THE PROBLEM
Print every record exactly.

Stored data entries

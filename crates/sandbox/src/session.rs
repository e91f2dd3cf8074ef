//! Line-oriented session with a running child

use std::time::{Duration, Instant};

use async_trait::async_trait;
use e14z_errors::{Error, ExecError};
use e14z_events::OutputStream;
use tokio::io::{AsyncBufReadExt, AsyncReadExt, AsyncWriteExt, BufReader};
use tokio::process::{Child, ChildStdin, ChildStdout};
use tokio::task::JoinHandle;
use tokio_util::sync::CancellationToken;

use crate::executor::{exit_state, terminate};
use crate::output::{self, OutputBuffer};
use crate::{ChildSession, ExecOutput, ExitState, SandboxedExecutor};

pub(crate) struct ProcessSession {
    child: Child,
    command: String,
    stdin: Option<ChildStdin>,
    reader: BufReader<ChildStdout>,
    /// Bytes of a line not yet terminated by `\n`
    pending: Vec<u8>,
    stdout: OutputBuffer,
    stderr: OutputBuffer,
    stderr_task: JoinHandle<()>,
    cancel: CancellationToken,
    started: Instant,
    executor: SandboxedExecutor,
}

impl ProcessSession {
    pub fn new(
        mut child: Child,
        command: String,
        cancel: CancellationToken,
        executor: SandboxedExecutor,
    ) -> Result<Self, Error> {
        let stdout = child.stdout.take().ok_or_else(|| ExecError::PipeFailed {
            message: format!("{command}: stdout not captured"),
        })?;
        let stderr = OutputBuffer::new(executor.max_output_bytes());
        let stderr_task = output::drain(child.stderr.take(), stderr.clone());
        Ok(Self {
            stdin: child.stdin.take(),
            reader: BufReader::new(stdout),
            pending: Vec::new(),
            stdout: OutputBuffer::new(executor.max_output_bytes()),
            stderr,
            stderr_task,
            child,
            command,
            cancel,
            started: Instant::now(),
            executor,
        })
    }

    fn pipe_error(&self, err: &std::io::Error) -> Error {
        ExecError::PipeFailed {
            message: format!("{}: {err}", self.command),
        }
        .into()
    }
}

#[async_trait]
impl ChildSession for ProcessSession {
    async fn send_line(&mut self, line: &str) -> Result<(), Error> {
        let Some(stdin) = self.stdin.as_mut() else {
            return Err(ExecError::PipeFailed {
                message: format!("{}: stdin already closed", self.command),
            }
            .into());
        };
        let written = async {
            stdin.write_all(line.as_bytes()).await?;
            stdin.write_all(b"\n").await?;
            stdin.flush().await
        }
        .await;
        written.map_err(|e| self.pipe_error(&e))
    }

    /// Reads at most `max_output_bytes + 1` bytes per line, so a child that
    /// never sends a newline cannot grow the buffer past the output limit.
    async fn read_line(&mut self, timeout: Duration) -> Result<Option<String>, Error> {
        let limit = self.stdout.limit();
        let room = limit.saturating_add(1).saturating_sub(self.pending.len());
        let mut bounded = (&mut self.reader).take(u64::try_from(room).unwrap_or(u64::MAX));
        let read = tokio::select! {
            read = bounded.read_until(b'\n', &mut self.pending) => read,
            () = tokio::time::sleep(timeout) => {
                return Err(ExecError::Timeout {
                    command: self.command.clone(),
                    timeout_ms: u64::try_from(timeout.as_millis()).unwrap_or(u64::MAX),
                }
                .into());
            }
            () = self.cancel.cancelled() => return Err(Error::Cancelled),
        };
        read.map_err(|e| self.pipe_error(&e))?;

        let terminated = self.pending.last() == Some(&b'\n');
        if !terminated && self.pending.len() > limit {
            self.pending.clear();
            return Err(ExecError::ProtocolFailed {
                message: format!("{}: stdout line exceeds {limit} bytes", self.command),
            }
            .into());
        }
        // Anything short of the limit without a newline is the tail before EOF
        if self.pending.is_empty() {
            return Ok(None);
        }

        let mut bytes = std::mem::take(&mut self.pending);
        if terminated {
            bytes.pop();
            if bytes.last() == Some(&b'\r') {
                bytes.pop();
            }
        }
        self.stdout.push(&bytes);
        self.stdout.push(b"\n");
        Ok(Some(String::from_utf8_lossy(&bytes).into_owned()))
    }

    async fn finish(self: Box<Self>) -> Result<ExecOutput, Error> {
        let mut this = *self;
        // EOF on stdin is the polite way to ask a stdio server to exit
        drop(this.stdin.take());
        let grace = this.executor.kill_grace();
        let status = match tokio::time::timeout(grace, this.child.wait()).await {
            Ok(Ok(status)) => Some(status),
            _ => terminate(&mut this.child, grace, &this.command, &this.executor).await,
        };
        let _ = tokio::time::timeout(grace, this.stderr_task).await;

        let out = this.stdout.take();
        let err = this.stderr.take();
        if err.truncated {
            this.executor
                .report_truncated(&this.command, OutputStream::Stderr);
        }
        let output = ExecOutput {
            status: status.map_or(ExitState::Signaled(9), exit_state),
            stdout: out.data,
            stderr: err.data,
            truncated: out.truncated || err.truncated,
            duration: this.started.elapsed(),
        };
        this.executor.report_exit(&this.command, &output);
        Ok(output)
    }
}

REPLY
filename crates/sandbox/src/session.rs
repository e91f2dd3cf8074ef
//! Line-oriented session with a running child

use std::time::{Duration, Instant};

use async_trait::async_trait;
use e14z_errors::{Error, ExecError};
use e14z_events::OutputStream;
use tokio::io::{AsyncBufReadExt, AsyncReadExt, AsyncWriteExt, BufReader};
use tokio::process::{Child, ChildStdin, ChildStdout};
use tokio::task::JoinHandle;
use tokio_util::sync::CancellationToken;

use crate::executor::{exit_state, terminate};
use crate::output::{self, OutputBuffer};
use crate::{ChildSession, ExecOutput, ExitState, SandboxedExecutor};

pub(crate) struct ProcessSession {
    child: Child,
    command: String,
    stdin: Option<ChildStdin>,
    reader: BufReader<ChildStdout>,
    /// Bytes of a line not yet terminated by `\n`
    pending: Vec<u8>,
    stdout: OutputBuffer,
    stderr: OutputBuffer,
    stderr_task: JoinHandle<()>,
    cancel: CancellationToken,
    started: Instant,
    executor: SandboxedExecutor,
}

impl ProcessSession {
    pub fn new(
        mut child: Child,
        command: String,
        cancel: CancellationToken,
        executor: SandboxedExecutor,
    ) -> Result<Self, Error> {
        let stdout = child.stdout.take().ok_or_else(|| ExecError::PipeFailed {
            message: format!("{command}: stdout not captured"),
        })?;
        let stderr = OutputBuffer::new(executor.max_output_bytes());
        let stderr_task = output::drain(child.stderr.take(), stderr.clone());
        Ok(Self {
            stdin: child.stdin.take(),
            reader: BufReader::new(stdout),
            pending: Vec::new(),
            stdout: OutputBuffer::new(executor.max_output_bytes()),
            stderr,
            stderr_task,
            child,
            command,
            cancel,
            started: Instant::now(),
            executor,
        })
    }

    fn pipe_error(&self, err: &std::io::Error) -> Error {
        ExecError::PipeFailed {
            message: format!("{}: {err}", self.command),
        }
        .into()
    }
}

#[async_trait]
impl ChildSession for ProcessSession {
    async fn send_line(&mut self, line: &str) -> Result<(), Error> {
        let Some(stdin) = self.stdin.as_mut() else {
            return Err(ExecError::PipeFailed {
                message: format!("{}: stdin already closed", self.command),
            }
            .into());
        };
        let written = async {
            stdin.write_all(line.as_bytes()).await?;
            stdin.write_all(b"\n").await?;
            stdin.flush().await
        }
        .await;
        written.map_err(|e| self.pipe_error(&e))
    }

    /// Reads at most `max_output_bytes + 1` bytes per line, so a child that
    /// never sends a newline cannot grow the buffer past the output limit.
    async fn read_line(&mut self, timeout: Duration) -> Result<Option<String>, Error> {
        let limit = self.stdout.limit();
        let room = limit.saturating_add(1).saturating_sub(self.pending.len());
        let mut bounded = (&mut self.reader).take(u64::try_from(room).unwrap_or(u64::MAX));
        let read = tokio::select! {
            read = bounded.read_until(b'\n', &mut self.pending) => read,
            () = tokio::time::sleep(timeout) => {
                return Err(ExecError::Timeout {
                    command: self.command.clone(),
                    timeout_ms: u64::try_from(timeout.as_millis()).unwrap_or(u64::MAX),
                }
                .into());
            }
            () = self.cancel.cancelled() => return Err(Error::Cancelled),
        };
        read.map_err(|e| self.pipe_error(&e))?;

        let terminated = self.pending.last() == Some(&b'\n');
        if !terminated && self.pending.len() > limit {
            self.pending.clear();
            return Err(ExecError::ProtocolFailed {
                message: format!("{}: stdout line exceeds {limit} bytes", self.command),
            }
            .into());
        }
        // Anything short of the limit without a newline is the tail before EOF
        if self.pending.is_empty() {
            return Ok(None);
        }

        let mut bytes = std::mem::take(&mut self.pending);
        if terminated {
            bytes.pop();
            if bytes.last() == Some(&b'\r') {
                bytes.pop();
            }
        }
        self.stdout.push(&bytes);
        self.stdout.push(b"\n");
        Ok(Some(String::from_utf8_lossy(&bytes).into_owned()))
    }

    async fn finish(self: Box<Self>) -> Result<ExecOutput, Error> {
        let mut this = *self;
        // EOF on stdin is the polite way to ask a stdio server to exit
        drop(this.stdin.take());
        let grace = this.executor.kill_grace();
        let status = match tokio::time::timeout(grace, this.child.wait()).await {
            Ok(Ok(status)) => Some(status),
            _ => terminate(&mut this.child, grace, &this.command, &this.executor).await,
        };
        let _ = tokio::time::timeout(grace, this.stderr_task).await;

        let out = this.stdout.take();
        let err = this.stderr.take();
        if err.truncated {
            this.executor
                .report_truncated(&this.command, OutputStream::Stderr);
        }
        let output = ExecOutput {
            status: status.map_or(ExitState::Signaled(9), exit_state),
            stdout: out.data,
            stderr: err.data,
            truncated: out.truncated || err.truncated,
            duration: this.started.elapsed(),
        };
        this.executor.report_exit(&this.command, &output);
        Ok(output)
    }
}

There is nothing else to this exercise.